**What you should do:**
A single number is the answer: the count of lines in the records that hold the word "bool".

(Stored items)
· · ·
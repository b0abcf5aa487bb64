//! Keeps the portal session logged in and parked on the tool page.

use syllabus_core::config::{Config, Credentials, PortalConfig, TimingConfig};
use syllabus_core::portal::{Locator, PortalSession, USERNAME_FIELD};
use syllabus_core::Result;
use tracing::{info, warn};

use crate::settle;

/// What a guard pass had to do.
#[derive(Debug, Clone, Default, PartialEq, Eq)]
pub struct GuardOutcome {
    pub reauthenticated: bool,
    pub renavigated: bool,
    /// Set when healing failed; the caller carries on regardless.
    pub error: Option<String>,
}

impl GuardOutcome {
    pub fn was_noop(&self) -> bool {
        !self.reauthenticated && !self.renavigated && self.error.is_none()
    }
}

#[derive(Debug, Clone)]
pub struct SessionGuard {
    portal: PortalConfig,
    credentials: Credentials,
    timing: TimingConfig,
}

impl SessionGuard {
    pub fn new(config: &Config) -> Self {
        Self {
            portal: config.portal.clone(),
            credentials: config.credentials.clone(),
            timing: config.timing.clone(),
        }
    }

    pub fn semester_select(&self) -> Locator {
        Locator::id(&self.portal.semester_select_id)
    }

    /// Re-login and/or return to the tool page if needed. Never fails.
    pub async fn ensure<P>(&self, session: &mut P) -> GuardOutcome
    where
        P: PortalSession + ?Sized,
    {
        let mut outcome = GuardOutcome::default();
        if let Err(e) = self.heal(session, &mut outcome).await {
            warn!(error = %e, "Error in session check");
            outcome.error = Some(e.to_string());
        }
        outcome
    }

    async fn heal<P>(&self, session: &mut P, outcome: &mut GuardOutcome) -> Result<()>
    where
        P: PortalSession + ?Sized,
    {
        if self.on_login_page(session).await? {
            warn!("Session expired. Logging in again...");
            self.login(session).await?;
            outcome.reauthenticated = true;
        }

        if !session.exists(&self.semester_select()).await? {
            info!(url = %self.portal.tool_url, "Navigating to the course completion tool...");
            session.navigate(&self.portal.tool_url).await?;
            settle(self.timing.navigation_settle()).await;
            outcome.renavigated = true;

            if self.on_login_page(session).await? {
                warn!("Redirected to login. Logging in...");
                self.login(session).await?;
                outcome.reauthenticated = true;
            }
        }
        Ok(())
    }

    async fn on_login_page<P>(&self, session: &mut P) -> Result<bool>
    where
        P: PortalSession + ?Sized,
    {
        session.exists(&Locator::name(USERNAME_FIELD)).await
    }

    pub(crate) async fn login<P>(&self, session: &mut P) -> Result<()>
    where
        P: PortalSession + ?Sized,
    {
        session
            .authenticate(&self.credentials.username, &self.credentials.password)
            .await?;
        settle(self.timing.login_settle()).await;
        Ok(())
    }
}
· · ·
**Exercise solution:**
4